A breakdown of fires by type of facility shows that different infrastructure sectors are at risk. We can also see that Russian storage facilities are particularly fire-prone. Their percentage is the highest in this statistic (44.4%), and this trend has continued since the beginning of the year. Looking at the data from a different angle, we see that in May 2023, the total number of fires at factories alone exceeded that of all objects recorded in May 2022. 

An interview from December 2022 with Vladimir Zhemchugov, a former commander of a Donbas guerrilla cell, suggested that the "Svoboda Rossii" and "Atesh" legions might have been involved in the arson attacks on Russian shopping malls and storage facilities, as well as the possible role of Ukrainian diversionary groups in attacks on Russian military facilities.

The Moscow Region is the leader in the number of fires in Russia. Again

The total number of fires in the Moscow region matches the combined figure of the Leningrad, Sverdlovsk, and Rostov regions

As in previous Molfar analyses, the Moscow region is the most explosive. Over these three months, the Leningrad, and Sverdlovsk regions have also become centers of Russian fires. These fires are likely to have caused severe material damage, as they usually cover a large area. Several administrative buildings, military enlistment offices, and a military headquarters were on fire.

So let's take a closer look at some of those.

An island on fire in the Tomsk region
  1. This is one of the most significant fires of the month. An entire island burned down in the Tomsk region. It burned 100,000 square meters of dead grass. At the same time, there were 34 buildings destroyed on the island. Firefighters were brought to extinguish the fire by boat. Curiously, according to the same report, no official buildings exist on the island. 
  2.  Another fire in St. Petersburg occurred on 17 April at the Magneton plant at 9 Kurchatova St. This plant produces magnetic materials and components, particularly for the automotive and medical industries.
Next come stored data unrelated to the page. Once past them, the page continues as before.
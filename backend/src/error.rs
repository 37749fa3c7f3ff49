use thiserror::Error;

use crate::models::WalletPurpose;

/// Failures talking to the lock store.
#[derive(Debug, Error)]
pub enum StoreError {
    #[error("lock store backend error: {0}")]
    Backend(String),

    #[error("failed to (de)serialize stored value: {0}")]
    Serde(#[from] serde_json::Error),
}

impl From<redis::RedisError> for StoreError {
    fn from(e: redis::RedisError) -> Self {
        StoreError::Backend(e.to_string())
    }
}

#[derive(Debug, Error)]
pub enum WalletPoolError {
    #[error("no wallets configured")]
    NoWalletsConfigured,

    #[error("no wallet configured for purpose {0}")]
    NoWalletForPurpose(WalletPurpose),

    #[error("wallet {0} is not part of the pool")]
    UnknownWallet(String),

    /// A specific wallet is currently locked by another operation.
    #[error("wallet {address} is busy")]
    WalletBusy { address: String },

    #[error("all wallets busy after {attempts} attempts, try again later{}", last_error_suffix(.last_error))]
    Exhausted {
        attempts: u32,
        last_error: Option<String>,
    },

    #[error(transparent)]
    Store(#[from] StoreError),
}

fn last_error_suffix(last_error: &Option<String>) -> String {
    match last_error {
        Some(e) => format!(" (last error: {})", e),
        None => String::new(),
    }
}

/// Rejections from the one-time token verifier. None of these are retried.
#[derive(Debug, Error)]
pub enum TokenError {
    #[error("malformed token")]
    Malformed,

    #[error("token expired")]
    Expired,

    #[error("token already used or unknown")]
    AlreadyUsedOrUnknown,

    #[error("invalid token signature")]
    InvalidSignature,

    #[error("token data mismatch")]
    DataMismatch,

    #[error(transparent)]
    Store(#[from] StoreError),
}

#[derive(Debug, Error)]
pub enum EngagementError {
    #[error("signer {fid} lacks {permission} permission")]
    MissingPermission { fid: u64, permission: String },

    #[error("social API returned {status}: {body}")]
    Api { status: u16, body: String },

    #[error("social API request failed: {0}")]
    Network(String),
}

impl From<reqwest::Error> for EngagementError {
    fn from(e: reqwest::Error) -> Self {
        EngagementError::Network(e.to_string())
    }
}

/// Errors surfaced by the claim dispatch flow.
#[derive(Debug, Error)]
pub enum DispatchError {
    #[error(transparent)]
    Token(#[from] TokenError),

    #[error("fid {fid} has already claimed")]
    AlreadyClaimed { fid: u64 },

    #[error(transparent)]
    Pool(#[from] WalletPoolError),

    /// The chain rejected the transaction because the wallet nonce is in use.
    #[error("wallet nonce already in use: {0}")]
    NonceConflict(String),

    /// The node already holds this exact signed transaction, so the send
    /// may have gone through. Never retried.
    #[error("transaction already known to the node: {0}")]
    AlreadyKnown(String),

    #[error("chain error: {0}")]
    Chain(String),

    #[error("claim ledger error: {0}")]
    Ledger(String),
}

impl DispatchError {
    /// Map raw RPC error text into a typed error. Nonce races are the only
    /// chain failures worth retrying with another attempt.
    pub fn from_chain_message(message: impl Into<String>) -> Self {
        let message = message.into();
        let lower = message.to_lowercase();
        if lower.contains("already known") {
            DispatchError::AlreadyKnown(message)
        } else if lower.contains("nonce too low") || lower.contains("replacement transaction underpriced") {
            DispatchError::NonceConflict(message)
        } else {
            DispatchError::Chain(message)
        }
    }

    /// Whether a transaction may have reached the chain despite the error.
    pub fn may_have_sent(&self) -> bool {
        matches!(self, DispatchError::AlreadyKnown(_))
    }
}
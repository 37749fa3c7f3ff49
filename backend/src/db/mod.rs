pub mod claims;
pub mod connection;
pub mod engagement_logs;
pub mod migrations;

pub use claims::PgClaimLedger;
pub use connection::{get_db_pool, DatabaseConfig};
pub use engagement_logs::PgBatchLogSink;
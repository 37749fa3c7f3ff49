use alloy::{
    network::TransactionBuilder,
    primitives::{Address, Bytes, U256},
    providers::{Provider, ProviderBuilder},
    rpc::types::{TransactionInput, TransactionRequest},
    sol_types::SolCall,
};
use async_trait::async_trait;
use std::time::Duration;

use crate::constants::*;
use crate::error::DispatchError;
use crate::services::wallet_pool::WalletHandle;

// Airdrop contract entry point called by the hot wallets
alloy::sol! {
    function claimFor(address recipient, uint256 fid);
}

/// Sends a claim transaction from a leased wallet.
#[async_trait]
pub trait ChainSubmitter: Send + Sync {
    async fn submit_claim(&self, wallet: &WalletHandle, recipient: Address, fid: u64) -> Result<String, DispatchError>;
}

#[derive(Debug, Clone)]
pub struct ContractService {
    rpc_url: String,
}

impl ContractService {
    pub fn new(rpc_url: String) -> anyhow::Result<Self> {
        // Fail at startup rather than on the first claim
        let _: reqwest::Url = rpc_url.parse()?;
        Ok(Self { rpc_url })
    }

    /// Network gas price with a 10% buffer for faster inclusion.
    async fn gas_price<P: Provider>(&self, provider: &P) -> Result<u128, DispatchError> {
        let network_gas_price = provider
            .get_gas_price()
            .await
            .map_err(|e| DispatchError::Chain(format!("Failed to fetch gas price: {}", e)))?;
        let buffered_price = network_gas_price * 11 / 10;
        tracing::debug!("Using network gas price with buffer: {} gwei", buffered_price / 1_000_000_000);
        Ok(buffered_price)
    }
}

#[async_trait]
impl ChainSubmitter for ContractService {
    async fn submit_claim(&self, wallet: &WalletHandle, recipient: Address, fid: u64) -> Result<String, DispatchError> {
        let url: reqwest::Url = self
            .rpc_url
            .parse()
            .map_err(|e| DispatchError::Chain(format!("Invalid RPC URL: {}", e)))?;
        let provider = ProviderBuilder::new()
            .wallet(wallet.signer.clone())
            .connect_http(url);

        tracing::info!(
            "Submitting claim for fid {} to {} from wallet {}",
            fid,
            recipient,
            wallet.address
        );

        let call_data = claimForCall {
            recipient,
            fid: U256::from(fid),
        }
        .abi_encode();

        let gas_price = self.gas_price(&provider).await?;
        let tx_nonce = provider
            .get_transaction_count(wallet.address)
            .await
            .map_err(|e| DispatchError::from_chain_message(e.to_string()))?;

        let mut tx_base = TransactionRequest::default()
            .to(wallet.contract_address)
            .nonce(tx_nonce)
            .value(U256::ZERO)
            .input(TransactionInput::new(Bytes::from(call_data)))
            .gas_limit(2_000_000u64); // High limit for estimation
        tx_base.set_gas_price(gas_price);

        let estimated_gas = match tokio::time::timeout(
            Duration::from_secs(GAS_ESTIMATE_TIMEOUT_SECS),
            provider.estimate_gas(tx_base.clone()),
        )
        .await
        {
            Ok(Ok(gas)) => gas,
            Ok(Err(e)) => return Err(DispatchError::from_chain_message(format!("Gas estimation failed: {}", e))),
            Err(_) => return Err(DispatchError::Chain("Gas estimation timed out".to_string())),
        };

        // Add buffer to gas estimate (1.2x)
        let gas_with_buffer = estimated_gas * 6 / 5;
        let final_tx = tx_base.gas_limit(gas_with_buffer);

        let pending_tx = provider
            .send_transaction(final_tx)
            .await
            .map_err(|e| DispatchError::from_chain_message(e.to_string()))?;
        let tx_hash = *pending_tx.tx_hash();
        tracing::info!("Claim transaction sent with hash: 0x{:x} (nonce {})", tx_hash, tx_nonce);

        let receipt_future = pending_tx
            .with_required_confirmations(1)
            .with_timeout(Some(Duration::from_secs(CLAIM_RECEIPT_TIMEOUT_SECS)))
            .get_receipt();

        match tokio::time::timeout(Duration::from_secs(CLAIM_RECEIPT_TIMEOUT_SECS), receipt_future).await {
            Ok(Ok(receipt)) if receipt.status() => {
                tracing::info!("Claim transaction confirmed: 0x{:x}", receipt.transaction_hash);
            }
            Ok(Ok(receipt)) => {
                tracing::error!("Claim transaction reverted: 0x{:x}", receipt.transaction_hash);
                return Err(DispatchError::Chain(format!("Transaction 0x{:x} reverted", tx_hash)));
            }
            Ok(Err(e)) => {
                tracing::warn!("Error waiting for claim confirmation: {}", e);
            }
            Err(_) => {
                tracing::warn!("Timeout waiting for claim confirmation: 0x{:x}", tx_hash);
            }
        }

        Ok(format!("0x{:x}", tx_hash))
    }
}

#[cfg(test)]
mod tests {
    use super::*;

    #[test]
    fn test_claim_call_encoding() {
        let recipient: Address = "0x59888BE579194C701F16a9425f57ECce3906AF4b".parse().unwrap();
        let data = claimForCall { recipient, fid: U256::from(42u64) }.abi_encode();
        // selector + two 32-byte words
        assert_eq!(data.len(), 4 + 64);
        assert_eq!(&data[..4], claimForCall::SELECTOR.as_slice());
        assert_eq!(data[4 + 63], 42);
    }

    #[test]
    fn test_rejects_bad_rpc_url() {
        assert!(ContractService::new("not a url".to_string()).is_err());
        assert!(ContractService::new("https://mainnet.base.org".to_string()).is_ok());
    }
}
Witnesses reported that they heard a 'popping' sound. 


"Fox tail" as a "technological processes"
  1. We had another adventure in St Petersburg in two days—this time at the Kirov Plant. The plant produces a variety of heavy equipment, including metallurgical, power generation, and mechanical engineering equipment. Following the fire, a column of dirty red smoke billowed over the plant. It could have been poisonous gas, but later an official "explanation" was issued by the plant's management. According to them, it was a "fox tail". It rose above the plant due to "technological processes" and did not violate Russian sanitary standards.
  2. On 18 June, the Russian military's division headquarters was on fire. It took place near Yekaterinburg. It started in the division commander's office on the building's second floor. At the time, all staff members had a day of rest. 
  3. Finally, the fire at the Center for Hygiene and Epidemiology in Voronezh, Russia, is worth mentioning. Visitors and employees were evacuated from the premises.

As we can see, fire drama in Russia is growing. Even Russia's largest and most "modern" businesses are burning down. Regarding the number of fires, June was the hottest, and May was notable for the scale of the fire. 

Short reports in the Russian media clarify that the country's leadership and various enterprises are increasingly trying to conceal the actual scale of the tragedies. Moreover, the security situation at Russian enterprises is poor. As a result, logistics facilities, oil refineries, storage facilities, and factories are currently the most vulnerable.